Uma árvore monumental na Villa Adriana antes e depois da restauração.

"Se você está mantendo uma oliveira monumental para fins ornamentais, também deve divulgar a estrutura lenhosa ”, ilustrou Pannelli. "Um tronco impressionante e grandes galhos adicionam majestade à atitude imponente da planta. ” Portanto, devemos cortar os galhos (que de outra forma seriam mantidos para fins produtivos) que descem para esconder o tronco e expor a porção mais consistente da estrutura lenhosa. Em essência, essa é a diferença entre os dois tipos de intervenções.

As oliveiras monumentais têm um destino estético, pois a eficiência da produção é prejudicada devido aos custos elevados para mantê-las. Muitas vezes, os produtores usam essas árvores seculares como emblemas de um azeite produzido a partir de plantas mais jovens da mesma variedade. "Essas plantas são ícones de um território, um patrimônio, uma tradição, uma cultura ”, considerou nosso especialista.

Em Villa Adriana, no Lácio, a Pannelli realizou um projeto de três anos com a cooperativa olivícola ACO e a colaboração de Instituto CNR do IBBR de Biociências e Biorecursos de Perugia gerenciando a manutenção de 14 oliveiras monumentais.

A poda foi realizada entre dezembro e março com plataformas e empilhadeiras móveis que permitiram aos operadores trabalhar com segurança. "Uma poda adequada é feita com cortes que respeitam a forma natural da copa, a estrutura e os mecanismos biológicos e fisiológicos da planta. Apesar de ter eliminado as partes densas, pesadas ou danificadas, mantém o aspecto original da folhagem ”, conforme lê o interessante relato do projeto.

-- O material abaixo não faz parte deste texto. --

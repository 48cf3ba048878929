//! wrapspin web: drives the chocolate-bar demo inside a browser page.
//!
//! The page provides a root element containing parts tagged with
//! `data-wrapspin`: `container`, `scene`, `wrapper-left`, `wrapper-right`,
//! `sheen` and `overlay`. The controller's frames are formatted by
//! [`CssSurface`] and written to those nodes' inline styles.

use std::cell::{Cell, RefCell};
use std::rc::Rc;

use wasm_bindgen::prelude::*;
use wasm_bindgen::JsCast;
use web_sys::{HtmlElement, PointerEvent, ResizeObserver, ResizeObserverEntry};
use wrapspin_core::{
    Controller, ControllerConfig, CssSurface, FrameDriver, FrameParams, RenderSurface,
};

type SharedDriver = Rc<RefCell<FrameDriver<DomSurface>>>;
type FrameCallback = Closure<dyn FnMut(f64)>;
type PointerCallback = Closure<dyn FnMut(PointerEvent)>;

fn part(root: &HtmlElement, name: &str) -> Option<HtmlElement> {
    root.query_selector(&format!("[data-wrapspin=\"{name}\"]"))
        .ok()
        .flatten()?
        .dyn_into::<HtmlElement>()
        .ok()
}

fn set_style(element: &HtmlElement, property: &str, value: &str) {
    if let Err(err) = element.style().set_property(property, value) {
        log::warn!("failed to set {property}: {err:?}");
    }
}

fn now_secs() -> f64 {
    web_sys::window()
        .and_then(|w| w.performance())
        .map(|p| p.now() / 1000.0)
        .unwrap_or(0.0)
}

struct DemoElements {
    container: HtmlElement,
    scene: HtmlElement,
    left_wrapper: HtmlElement,
    right_wrapper: HtmlElement,
    sheen: HtmlElement,
    overlay: HtmlElement,
}

impl DemoElements {
    fn find(root: &HtmlElement) -> Option<Self> {
        Some(Self {
            container: part(root, "container")?,
            scene: part(root, "scene")?,
            left_wrapper: part(root, "wrapper-left")?,
            right_wrapper: part(root, "wrapper-right")?,
            sheen: part(root, "sheen")?,
            overlay: part(root, "overlay")?,
        })
    }
}

/// Writes CSS frames onto the DOM nodes.
struct DomSurface {
    css: CssSurface,
    scene: HtmlElement,
    left_wrapper: HtmlElement,
    right_wrapper: HtmlElement,
    sheen: HtmlElement,
}

impl RenderSurface for DomSurface {
    fn apply_frame(&mut self, params: &FrameParams) {
        self.css.apply_frame(params);
        let frame = self.css.frame();
        set_style(&self.scene, "transform", &frame.scene_transform);
        set_style(&self.left_wrapper, "transform", &frame.left_wrapper_transform);
        set_style(&self.right_wrapper, "transform", &frame.right_wrapper_transform);
        set_style(&self.sheen, "opacity", &frame.sheen_opacity);
    }
}

/// Tracks pointer handlers on the stack so teardown started from inside
/// `on_interaction` can finish once the handler unwinds.
#[derive(Debug, Default)]
struct Dispatch {
    depth: Cell<u32>,
    stop_pending: Cell<bool>,
}

impl Dispatch {
    fn enter(&self) {
        self.depth.set(self.depth.get() + 1);
    }

    /// Leave a handler. Returns `true` when a deferred stop is now due.
    fn leave(&self) -> bool {
        let depth = self.depth.get().saturating_sub(1);
        self.depth.set(depth);
        depth == 0 && self.stop_pending.replace(false)
    }

    fn is_dispatching(&self) -> bool {
        self.depth.get() > 0
    }

    fn defer_stop(&self) {
        self.stop_pending.set(true);
    }
}

/// Self-rescheduling `requestAnimationFrame` loop.
struct FrameLoop {
    callback: Rc<RefCell<Option<FrameCallback>>>,
    handle: Rc<Cell<Option<i32>>>,
}

fn request_frame(callback: &FrameCallback) -> Option<i32> {
    web_sys::window()?
        .request_animation_frame(callback.as_ref().unchecked_ref())
        .ok()
}

impl FrameLoop {
    fn start(driver: SharedDriver) -> Self {
        let callback: Rc<RefCell<Option<FrameCallback>>> = Rc::new(RefCell::new(None));
        let handle = Rc::new(Cell::new(None));

        let next = Rc::clone(&callback);
        let pending = Rc::clone(&handle);
        *callback.borrow_mut() = Some(Closure::wrap(Box::new(move |ts_ms: f64| {
            pending.set(None);
            let running = match driver.try_borrow_mut() {
                Ok(mut driver) => driver.tick(ts_ms / 1000.0).is_some(),
                // Busy in an event handler; try again next frame
                Err(_) => true,
            };
            if !running {
                return;
            }
            if let Some(callback) = next.borrow().as_ref() {
                pending.set(request_frame(callback));
            }
        }) as Box<dyn FnMut(f64)>));

        if let Some(callback) = callback.borrow().as_ref() {
            handle.set(request_frame(callback));
        }

        Self { callback, handle }
    }

    fn cancel(self) {
        if let (Some(id), Some(window)) = (self.handle.take(), web_sys::window()) {
            let _ = window.cancel_animation_frame(id);
        }
        // Breaks the closure's reference to itself
        drop(self.callback.borrow_mut().take());
    }
}

/// A mounted demo widget. Dropping it (or calling `destroy`) tears it down.
#[wasm_bindgen]
pub struct ChocolateDemo {
    driver: Option<SharedDriver>,
    overlay: Option<HtmlElement>,
    frame_loop: Option<FrameLoop>,
    resize_observer: Option<(ResizeObserver, Closure<dyn FnMut(js_sys::Array)>)>,
    listeners: Vec<(&'static str, PointerCallback)>,
    // Removed from the DOM but possibly still running
    retired: Vec<PointerCallback>,
    dispatch: Rc<Dispatch>,
    torn_down: bool,
}

#[wasm_bindgen]
impl ChocolateDemo {
    /// Mount the demo under `root`.
    ///
    /// `on_interaction` is called with `true` when a drag starts and `false`
    /// when it ends. `config_toml` optionally overrides controller tuning.
    /// When a required part is missing the demo stays inert instead of failing.
    #[wasm_bindgen(constructor)]
    pub fn new(
        root: HtmlElement,
        unwrapped: bool,
        on_interaction: Option<js_sys::Function>,
        config_toml: Option<String>,
    ) -> Result<ChocolateDemo, JsValue> {
        let config = match config_toml {
            Some(text) => ControllerConfig::from_toml_str(&text)
                .map_err(|err| JsValue::from_str(&err.to_string()))?,
            None => ControllerConfig::default(),
        };

        let mut demo = ChocolateDemo {
            driver: None,
            overlay: None,
            frame_loop: None,
            resize_observer: None,
            listeners: Vec::new(),
            retired: Vec::new(),
            dispatch: Rc::new(Dispatch::default()),
            torn_down: false,
        };

        let Some(elements) = DemoElements::find(&root) else {
            log::warn!("wrapspin: demo parts missing, animation disabled");
            return Ok(demo);
        };

        let mut controller = Controller::new(config, unwrapped, now_secs());
        let rect = elements.container.get_bounding_client_rect();
        controller.set_viewport(rect.width(), rect.height());
        if let Some(callback) = on_interaction {
            controller.set_interaction_listener(move |active| {
                if let Err(err) = callback.call1(&JsValue::NULL, &JsValue::from_bool(active)) {
                    log::warn!("interaction callback failed: {err:?}");
                }
            });
        }

        let surface = DomSurface {
            css: CssSurface::new(),
            scene: elements.scene,
            left_wrapper: elements.left_wrapper,
            right_wrapper: elements.right_wrapper,
            sheen: elements.sheen,
        };
        let driver: SharedDriver = Rc::new(RefCell::new(FrameDriver::new(controller, surface)));

        set_style(&elements.overlay, "cursor", "grab");
        demo.overlay = Some(elements.overlay.clone());
        demo.attach_pointer_listeners(&elements.overlay, &driver)?;
        demo.resize_observer = Some(observe_resize(&elements.container, &driver)?);
        demo.frame_loop = Some(FrameLoop::start(Rc::clone(&driver)));
        demo.driver = Some(driver);
        log::info!("wrapspin: demo mounted");
        Ok(demo)
    }

    /// Redirect the unwrap animation.
    pub fn set_unwrapped(&self, unwrapped: bool) {
        if let Some(mut driver) = self.driver.as_ref().and_then(|d| d.try_borrow_mut().ok()) {
            driver.controller_mut().set_unwrapped(unwrapped);
        }
    }

    /// Whether the frame loop is running.
    pub fn is_active(&self) -> bool {
        self.driver
            .as_ref()
            .and_then(|d| d.try_borrow().ok().map(|d| d.is_running()))
            .unwrap_or(false)
    }

    /// Stop the frame loop and release listeners, observer and timer.
    /// Safe to call repeatedly. Called from inside `on_interaction`, the
    /// controller stops as soon as the current pointer event finishes.
    pub fn destroy(&mut self) {
        self.teardown();
    }
}

impl ChocolateDemo {
    fn attach_pointer_listeners(
        &mut self,
        overlay: &HtmlElement,
        driver: &SharedDriver,
    ) -> Result<(), JsValue> {
        let handlers: [(&'static str, fn(&mut Controller, &PointerEvent) -> Option<&'static str>); 5] = [
            ("pointerdown", |c, e| {
                c.pointer_down(e.client_x() as f64);
                Some("grabbing")
            }),
            ("pointermove", |c, e| {
                c.pointer_move(e.client_x() as f64);
                None
            }),
            ("pointerup", |c, _| {
                c.pointer_up();
                Some("grab")
            }),
            ("pointerleave", |c, _| {
                c.pointer_leave();
                Some("grab")
            }),
            ("pointercancel", |c, _| {
                c.pointer_cancel();
                Some("grab")
            }),
        ];

        for (event, handler) in handlers {
            let driver = Rc::clone(driver);
            let dispatch = Rc::clone(&self.dispatch);
            let target = overlay.clone();
            let callback: PointerCallback = Closure::wrap(Box::new(move |e: PointerEvent| {
                dispatch.enter();
                let cursor = driver
                    .try_borrow_mut()
                    .ok()
                    .map(|mut driver| handler(driver.controller_mut(), &e));
                if dispatch.leave() {
                    if let Ok(mut driver) = driver.try_borrow_mut() {
                        driver.stop();
                    }
                    return;
                }
                let Some(cursor) = cursor else {
                    return;
                };
                if let Some(cursor) = cursor {
                    set_style(&target, "cursor", cursor);
                }
                match event {
                    "pointerdown" => {
                        let _ = target.set_pointer_capture(e.pointer_id());
                    }
                    // Capture may not have been taken; failures are cosmetic
                    "pointerup" => {
                        let _ = target.release_pointer_capture(e.pointer_id());
                    }
                    _ => {}
                }
            }) as Box<dyn FnMut(PointerEvent)>);
            overlay.add_event_listener_with_callback(event, callback.as_ref().unchecked_ref())?;
            self.listeners.push((event, callback));
        }
        Ok(())
    }

    fn teardown(&mut self) {
        if self.torn_down {
            return;
        }
        self.torn_down = true;

        if let Some(frame_loop) = self.frame_loop.take() {
            frame_loop.cancel();
        }
        if let Some((observer, _callback)) = self.resize_observer.take() {
            observer.disconnect();
        }
        if let Some(overlay) = self.overlay.take() {
            for (event, callback) in self.listeners.drain(..) {
                let _ = overlay
                    .remove_event_listener_with_callback(event, callback.as_ref().unchecked_ref());
                self.retired.push(callback);
            }
        }
        if let Some(driver) = self.driver.as_ref() {
            match driver.try_borrow_mut() {
                Ok(mut driver) => {
                    driver.stop();
                }
                Err(_) => self.dispatch.defer_stop(),
            }
        }
        if !self.dispatch.is_dispatching() {
            self.retired.clear();
        }
        log::info!("wrapspin: demo destroyed");
    }
}

impl Drop for ChocolateDemo {
    fn drop(&mut self) {
        self.teardown();
        if self.dispatch.is_dispatching() {
            // Freed from inside a handler; its closure must outlive this call
            for callback in self.retired.drain(..) {
                callback.forget();
            }
        }
    }
}

/// Keep the scale fitted to the container. Only the scale is touched.
fn observe_resize(
    container: &HtmlElement,
    driver: &SharedDriver,
) -> Result<(ResizeObserver, Closure<dyn FnMut(js_sys::Array)>), JsValue> {
    let driver = Rc::clone(driver);
    let callback = Closure::wrap(Box::new(move |entries: js_sys::Array| {
        let Ok(entry) = entries.get(0).dyn_into::<ResizeObserverEntry>() else {
            return;
        };
        let rect = entry.content_rect();
        if let Ok(mut driver) = driver.try_borrow_mut() {
            driver.controller_mut().set_viewport(rect.width(), rect.height());
        }
    }) as Box<dyn FnMut(js_sys::Array)>);
    let observer = ResizeObserver::new(callback.as_ref().unchecked_ref())?;
    observer.observe(container);
    Ok((observer, callback))
}

#[wasm_bindgen(start)]
pub fn start() -> Result<(), JsValue> {
    console_error_panic_hook::set_once();
    let _ = console_log::init_with_level(log::Level::Info);
    Ok(())
}
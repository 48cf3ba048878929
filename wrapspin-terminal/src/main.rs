/// wrapspin terminal demo: the chocolate bar in your terminal
///
/// Controls:
///   - Left-drag: rotate the bar
///   - Space / U: unwrap or re-wrap
///   - Q / ESC: quit
use clap::Parser;
use std::path::PathBuf;
use wrapspin_core::{ControllerConfig, ProjectionMode, Result};
use wrapspin_terminal::{AppOptions, TerminalApp};

#[derive(Parser, Debug)]
#[command(version, about = "Interactive 3D chocolate-bar unwrap demo for the terminal")]
struct Args {
    /// TOML file overriding controller tuning
    #[arg(short, long)]
    config: Option<PathBuf>,

    /// Start with the wrapper already open
    #[arg(short, long)]
    unwrapped: bool,

    /// Target frames per second
    #[arg(long, default_value_t = 30, value_parser = clap::value_parser!(u32).range(1..=240))]
    fps: u32,

    /// Use an orthographic camera instead of perspective
    #[arg(long)]
    orthographic: bool,

    /// Disable colored output
    #[arg(long)]
    no_color: bool,

    /// Print the effective controller config as TOML and exit
    #[arg(long)]
    print_config: bool,
}

fn main() -> Result<()> {
    env_logger::init();
    let args = Args::parse();

    let config = match &args.config {
        Some(path) => ControllerConfig::load(path)?,
        None => ControllerConfig::default(),
    };
    if args.print_config {
        print!("{}", config.to_toml_string()?);
        return Ok(());
    }
    log::info!("starting wrapspin terminal demo at {} fps", args.fps);

    let options = AppOptions {
        config,
        unwrapped: args.unwrapped,
        fps: args.fps,
        projection: if args.orthographic {
            ProjectionMode::Orthographic
        } else {
            ProjectionMode::Perspective
        },
        color: !args.no_color,
    };

    let mut app = TerminalApp::new(options)?;
    app.run()
}
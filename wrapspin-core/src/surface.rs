//! Rendering seam and the per-frame driver.
//!
//! A host owns a [`FrameDriver`] and calls [`FrameDriver::tick`] once per
//! display refresh until it calls [`FrameDriver::stop`].

use crate::controller::{Controller, FrameParams};

/// Anything that can draw a frame's visual parameters.
pub trait RenderSurface {
    fn apply_frame(&mut self, params: &FrameParams);
}

impl<S: RenderSurface + ?Sized> RenderSurface for &mut S {
    fn apply_frame(&mut self, params: &FrameParams) {
        (**self).apply_frame(params);
    }
}

impl<S: RenderSurface + ?Sized> RenderSurface for Box<S> {
    fn apply_frame(&mut self, params: &FrameParams) {
        (**self).apply_frame(params);
    }
}

/// Couples a controller with the surface that displays it.
#[derive(Debug)]
pub struct FrameDriver<S> {
    controller: Controller,
    surface: S,
    running: bool,
}

impl<S: RenderSurface> FrameDriver<S> {
    /// Start driving `surface`, painting the initial pose immediately.
    pub fn new(controller: Controller, mut surface: S) -> Self {
        surface.apply_frame(&controller.frame_params());
        Self {
            controller,
            surface,
            running: true,
        }
    }

    /// Advance one frame and hand the result to the surface.
    ///
    /// Returns `None` once the driver has been stopped.
    pub fn tick(&mut self, now: f64) -> Option<FrameParams> {
        if !self.running {
            return None;
        }
        let params = self.controller.advance_frame(now);
        self.surface.apply_frame(&params);
        Some(params)
    }

    /// Stop the loop and tear the controller down.
    ///
    /// Returns `true` only for the call that actually stopped it.
    pub fn stop(&mut self) -> bool {
        if !self.running {
            return false;
        }
        self.running = false;
        self.controller.teardown();
        log::debug!("frame driver stopped");
        true
    }

    pub fn is_running(&self) -> bool {
        self.running
    }

    pub fn controller(&self) -> &Controller {
        &self.controller
    }

    pub fn controller_mut(&mut self) -> &mut Controller {
        &mut self.controller
    }

    pub fn surface(&self) -> &S {
        &self.surface
    }
}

Além da restauração, o IBBR conduziu a identificação varietal e a datação por radiocarbono com resultados interessantes: as plantas mais antigas (a mais velha deve ter cerca de 660 anos) pertencem a uma variedade desconhecida.

Um fato interessante sobre a datação de oliveiras monumentais é a dificuldade em calcular a idade, pois a parte interna da área de origem tende a desaparecer devido a doenças ao longo dos séculos. A madeira continua crescendo lateralmente, mas é oca internamente, muitas vezes tornando impossível calcular a idade exata, deixando os cientistas fazerem uma estimativa usando os dados disponíveis.